Finance workers are 10 times as likely to share inside information and make inappropriate comments during phone calls and video chats than over email and other text-based platforms, according to new research that also highlights the persistence of bad behaviour in some corners of the industry.
Behavox, a New York-headquartered company that uses artificial intelligence and natural language processing to flag problematic conversations for clients, analysed data from 20 financial services firms through the pandemic.
One conversation flagged as problematic involved an employee boasting about how a “few engineered tweets” could send prices soaring — while the other participant praised him for being a “master manipulator” and dubbed him “the Elon Musk of food stores”.
Text communications have been a frequent source of past embarrassment in the industry as investigations into misconduct uncovered gems such as “if you ain’t cheating you ain’t trying”.
“Rogue traders are wising up and moving their conversations to video platforms and the telephone from written text communications,” said Erkin Adylov, founder and chief executive of Behavox. “Voice platforms are the new dark alley of financial fraud.”
Anonymised transcripts shared with the Financial Times also include a chat where an employee shares a tip with another market participant which he says is “something to bet on” and then asks for an order to be “put through on Mum’s account . . . I don’t want any buys linked to my account”.
In another example, one employee gave another market participant advance information about an order that he had been just asked to place, which he said would “skyrocket the price” of a company’s stock. Both participants in the chat then placed trades to buy the same stock before the client, so they could benefit from the higher price a few hours later.

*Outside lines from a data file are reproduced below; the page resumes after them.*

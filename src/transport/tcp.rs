//! Buffered TCP socket.
//!
//! [`TcpSocket`] is a reliable byte-stream transport with bounded send and
//! receive queues, half-close semantics and non-blocking thread-safe calls.
//!
//! # Architecture
//!
//! ```text
//! application threads            reactor pool
//! ------------------             ---------------------------
//! send() ──► send queue ──────► send driver ──► kernel
//! receive() ◄── receive queue ◄─ recv driver ◄── kernel
//! ```
//!
//! The application-facing half enqueues and dequeues under the socket's
//! state mutex and never blocks. Two driver tasks per connection move bytes
//! between the queues and the kernel: the send driver keeps at most one
//! write outstanding and, once the queue drains with a shutdown requested,
//! performs the shutdown-for-send; the recv driver posts reads only while
//! the receive queue is below its hard limit. Both drivers hold a weak
//! reference to the socket, so dropping every handle turns pending
//! completions into no-ops.

use std::net::SocketAddr;
use std::sync::{Arc, Mutex, Weak};
use std::time::Duration;

use tokio::io::{AsyncReadExt, AsyncWriteExt};
use tokio::net::TcpStream;
use tokio::net::tcp::{OwnedReadHalf, OwnedWriteHalf};
use tokio::sync::Notify;
use tokio_util::sync::CancellationToken;

use crate::endpoint::Endpoint;
use crate::error::{Error, Result};
use crate::message::Message;
use crate::reactor;
use crate::transport::{ReliableTransport, StreamQueues, TransportConfig};

/// Size of the scratch block moved per driver iteration.
const IO_CHUNK: usize = 8192;

/// A reliable byte-stream socket over TCP.
///
/// Cheap to clone; all clones refer to the same connection. See the
/// [`ReliableTransport`] trait for the data-path contract.
///
/// # Example
///
/// ```rust,no_run
/// use multilink::reactor;
/// use multilink::transport::{ReliableTransport, TcpSocket};
///
/// reactor::start(2);
/// let socket = TcpSocket::new();
/// socket.connect("127.0.0.1:17001".parse().unwrap()).unwrap();
/// while !socket.is_connected() {
///     std::thread::sleep(std::time::Duration::from_millis(1));
/// }
/// socket.send(b"hello");
/// ```
#[derive(Clone)]
pub struct TcpSocket {
    inner: Arc<TcpInner>,
}

pub(crate) struct TcpInner {
    state: Mutex<TcpState>,
    /// Wakes the send driver: data queued or shutdown requested.
    send_ready: Arc<Notify>,
    /// Wakes the recv driver: queue drained below the hard limit.
    recv_ready: Arc<Notify>,
    /// Progress notification for layered consumers.
    events: Arc<Notify>,
    cancel: CancellationToken,
}

struct TcpState {
    queues: StreamQueues,
    connected: bool,
    connecting: bool,
    fin_requested: bool,
    fin_sent: bool,
    fin_received: bool,
    closed: bool,
    local: Option<Endpoint>,
    remote: Option<Endpoint>,
    /// Duplicate descriptor for option pass-through while the halves live
    /// in the drivers.
    raw: Option<std::net::TcpStream>,
    linger_seconds: Option<u32>,
    keep_alive: Option<bool>,
}

impl Drop for TcpInner {
    fn drop(&mut self) {
        self.cancel.cancel();
    }
}

impl TcpSocket {
    /// Create an unconnected socket with default buffer limits.
    pub fn new() -> Self {
        Self::with_config(TransportConfig::default())
    }

    /// Create an unconnected socket with explicit buffer limits.
    pub fn with_config(config: TransportConfig) -> Self {
        TcpSocket {
            inner: Arc::new(TcpInner {
                state: Mutex::new(TcpState {
                    queues: StreamQueues::new(config),
                    connected: false,
                    connecting: false,
                    fin_requested: false,
                    fin_sent: false,
                    fin_received: false,
                    closed: false,
                    local: None,
                    remote: None,
                    raw: None,
                    linger_seconds: None,
                    keep_alive: None,
                }),
                send_ready: Arc::new(Notify::new()),
                recv_ready: Arc::new(Notify::new()),
                events: Arc::new(Notify::new()),
                cancel: CancellationToken::new(),
            }),
        }
    }

    /// Wrap a connection accepted by a listener.
    pub(crate) fn from_accepted(stream: TcpStream, config: TransportConfig) -> Self {
        let socket = Self::with_config(config);
        TcpInner::attach(&socket.inner, stream);
        socket
    }

    /// SO_LINGER timeout in seconds, zero when disabled.
    pub fn linger(&self) -> u32 {
        let state = self.inner.state.lock().unwrap();
        if let Some(raw) = &state.raw {
            match socket2::SockRef::from(raw).linger() {
                Ok(linger) => return linger.map(|d| d.as_secs() as u32).unwrap_or(0),
                Err(e) => tracing::error!(error = %e, "querying SO_LINGER failed"),
            }
        }
        state.linger_seconds.unwrap_or(0)
    }

    /// Set SO_LINGER, zero seconds to disable. Applied immediately on a
    /// live connection, otherwise stored and applied at connect time.
    pub fn set_linger(&self, seconds: u32) -> Result<()> {
        let mut state = self.inner.state.lock().unwrap();
        state.linger_seconds = Some(seconds);
        if let Some(raw) = &state.raw {
            let timeout = (seconds > 0).then(|| Duration::from_secs(u64::from(seconds)));
            socket2::SockRef::from(raw)
                .set_linger(timeout)
                .map_err(Error::io)?;
        }
        Ok(())
    }

    /// Whether SO_KEEPALIVE is enabled.
    pub fn keep_alive(&self) -> bool {
        let state = self.inner.state.lock().unwrap();
        if let Some(raw) = &state.raw {
            match socket2::SockRef::from(raw).keepalive() {
                Ok(enabled) => return enabled,
                Err(e) => tracing::error!(error = %e, "querying SO_KEEPALIVE failed"),
            }
        }
        state.keep_alive.unwrap_or(false)
    }

    /// Enable or disable SO_KEEPALIVE. Applied immediately on a live
    /// connection, otherwise stored and applied at connect time.
    pub fn set_keep_alive(&self, enabled: bool) -> Result<()> {
        let mut state = self.inner.state.lock().unwrap();
        state.keep_alive = Some(enabled);
        if let Some(raw) = &state.raw {
            socket2::SockRef::from(raw)
                .set_keepalive(enabled)
                .map_err(Error::io)?;
        }
        Ok(())
    }
}

impl Default for TcpSocket {
    fn default() -> Self {
        Self::new()
    }
}

impl TcpInner {
    /// Take ownership of an established stream and start the drivers.
    fn attach(inner: &Arc<TcpInner>, stream: TcpStream) {
        let std_stream = match stream.into_std() {
            Ok(s) => s,
            Err(e) => {
                tracing::error!(error = %e, "detaching accepted stream failed");
                return;
            }
        };

        {
            let state = inner.state.lock().unwrap();
            if state.closed {
                return;
            }
            let sock = socket2::SockRef::from(&std_stream);
            if let Some(seconds) = state.linger_seconds {
                let timeout = (seconds > 0).then(|| Duration::from_secs(u64::from(seconds)));
                if let Err(e) = sock.set_linger(timeout) {
                    tracing::error!(error = %e, "applying SO_LINGER failed");
                }
            }
            if let Some(enabled) = state.keep_alive {
                if let Err(e) = sock.set_keepalive(enabled) {
                    tracing::error!(error = %e, "applying SO_KEEPALIVE failed");
                }
            }
        }

        let raw = std_stream.try_clone().ok();
        let stream = match TcpStream::from_std(std_stream) {
            Ok(s) => s,
            Err(e) => {
                tracing::error!(error = %e, "registering stream with the reactor failed");
                return;
            }
        };

        {
            let mut state = inner.state.lock().unwrap();
            state.local = stream.local_addr().ok().map(Endpoint::from);
            state.remote = stream.peer_addr().ok().map(Endpoint::from);
            state.connected = true;
            state.connecting = false;
            state.fin_requested = false;
            state.fin_sent = false;
            state.fin_received = false;
            state.raw = raw;
            tracing::debug!(
                local = ?state.local.map(|e| e.to_string()),
                remote = ?state.remote.map(|e| e.to_string()),
                "connection established"
            );
        }

        let (read_half, write_half) = stream.into_split();
        let weak = Arc::downgrade(inner);
        reactor::spawn(recv_driver(
            weak.clone(),
            read_half,
            inner.recv_ready.clone(),
            inner.events.clone(),
            inner.cancel.clone(),
        ));
        reactor::spawn(send_driver(
            weak,
            write_half,
            inner.send_ready.clone(),
            inner.events.clone(),
            inner.cancel.clone(),
        ));

        inner.events.notify_one();
    }
}

/// Errors that terminate the connection rather than a single operation.
fn is_reset(error: &std::io::Error) -> bool {
    matches!(
        error.kind(),
        std::io::ErrorKind::ConnectionReset
            | std::io::ErrorKind::ConnectionAborted
            | std::io::ErrorKind::BrokenPipe
            | std::io::ErrorKind::TimedOut
    )
}

async fn recv_driver(
    weak: Weak<TcpInner>,
    mut read_half: OwnedReadHalf,
    recv_ready: Arc<Notify>,
    events: Arc<Notify>,
    cancel: CancellationToken,
) {
    let mut chunk = [0u8; IO_CHUNK];

    loop {
        let room = {
            let Some(inner) = weak.upgrade() else { return };
            let state = inner.state.lock().unwrap();
            if state.closed || state.fin_received {
                return;
            }
            state.queues.receive_room()
        };

        // Suspended until a receive() drains back below the hard limit.
        if room == 0 {
            tokio::select! {
                _ = recv_ready.notified() => continue,
                _ = cancel.cancelled() => return,
            }
        }

        let result = tokio::select! {
            r = read_half.read(&mut chunk[..room.min(IO_CHUNK)]) => r,
            _ = cancel.cancelled() => return,
        };

        let Some(inner) = weak.upgrade() else { return };
        match result {
            Ok(0) => {
                let mut state = inner.state.lock().unwrap();
                state.fin_received = true;
                tracing::debug!(remote = ?state.remote.map(|e| e.to_string()), "peer half-closed");
                drop(state);
                events.notify_one();
                return;
            }
            Ok(n) => {
                let mut state = inner.state.lock().unwrap();
                state.queues.push_received(&chunk[..n]);
                drop(state);
                events.notify_one();
            }
            Err(e) if is_reset(&e) => {
                let mut state = inner.state.lock().unwrap();
                state.fin_received = true;
                state.fin_sent = true;
                state.connected = false;
                state.queues.send.clear();
                tracing::debug!(error = %e, "connection reset while receiving");
                drop(state);
                events.notify_one();
                return;
            }
            Err(e) => {
                tracing::error!(error = %e, "receive failed");
                return;
            }
        }
    }
}

async fn send_driver(
    weak: Weak<TcpInner>,
    mut write_half: OwnedWriteHalf,
    send_ready: Arc<Notify>,
    events: Arc<Notify>,
    cancel: CancellationToken,
) {
    enum Work {
        Write(Vec<u8>),
        Fin,
        Idle,
    }

    loop {
        let work = {
            let Some(inner) = weak.upgrade() else { return };
            let state = inner.state.lock().unwrap();
            if state.closed {
                return;
            }
            if !state.queues.send.is_empty() {
                let n = state.queues.send.len().min(IO_CHUNK);
                Work::Write(state.queues.send.iter().take(n).copied().collect())
            } else if state.fin_requested && !state.fin_sent {
                Work::Fin
            } else {
                Work::Idle
            }
        };

        match work {
            Work::Idle => {
                tokio::select! {
                    _ = send_ready.notified() => {}
                    _ = cancel.cancelled() => return,
                }
            }
            Work::Write(block) => {
                let result = tokio::select! {
                    r = write_half.write(&block) => r,
                    _ = cancel.cancelled() => return,
                };
                let Some(inner) = weak.upgrade() else { return };
                match result {
                    Ok(n) => {
                        let mut state = inner.state.lock().unwrap();
                        state.queues.consume_sent(n);
                        drop(state);
                        events.notify_one();
                    }
                    Err(e) if is_reset(&e) => {
                        let mut state = inner.state.lock().unwrap();
                        state.fin_sent = true;
                        state.fin_received = true;
                        state.connected = false;
                        tracing::debug!(error = %e, "connection reset while sending");
                        drop(state);
                        events.notify_one();
                        return;
                    }
                    Err(e) => {
                        tracing::error!(error = %e, "send failed");
                        return;
                    }
                }
            }
            Work::Fin => {
                let result = tokio::select! {
                    r = write_half.shutdown() => r,
                    _ = cancel.cancelled() => return,
                };
                let Some(inner) = weak.upgrade() else { return };
                let mut state = inner.state.lock().unwrap();
                match result {
                    Ok(()) => {
                        state.fin_sent = true;
                        tracing::debug!("local half-close completed");
                    }
                    Err(e) => {
                        state.fin_sent = true;
                        if is_reset(&e) {
                            state.fin_received = true;
                            state.connected = false;
                        }
                        tracing::debug!(error = %e, "shutdown for send failed");
                    }
                }
                drop(state);
                events.notify_one();
                return;
            }
        }
    }
}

The proportion of problematic messages was still tiny — 0.0024 per cent of voice-based communications were judged concerning in 2021, compared with just 0.0002 per cent of text communications — but show the persistence of worrying behaviour across the finance industry.
Transcripts from Behavox also highlighted the discrimination still rife in some parts of the sector, despite years of pledges to make workplaces more inclusive for women and minorities.
In one conversation, a worker advised a colleague “just don’t go getting pregnant or anything like that, you’ll upset him [your boss].” When the colleague asked why her boss would be upset she was told “he’s been let down by great women in his team getting pregnant and preferring that life. He didn’t like it.”
In another discussion, a worker talks about not getting a role he applied for and is told “no doubt you would’ve got it if you weren’t white”. He replies: “Ha ha, so true. It’s all box ticking isn’t it.”
Behavox said the proportion of malicious and inappropriate comments it found had stayed roughly stable over the past three years, but that the absolute volume of problematic comments in voice chats had increased dramatically because voice was used so much more as the pandemic forced people to work from home.
Industry-wide data show that voice-based communications across 100 financial services companies was 107 per higher in the first 11 months of 2021 versus all of 2019. Text based communications grew 18 per cent over the same period.
Fahreen Kurji, Behavox’s chief customer intelligence officer, said regulators were “taking their eye off the ball” on voice, pointing to guidance from US regulator Finra suggesting companies do a random sampling of just 1 per cent of their voice data “to flesh out misconduct”. European and UK rules require firms to “periodically monitor” phone conversations.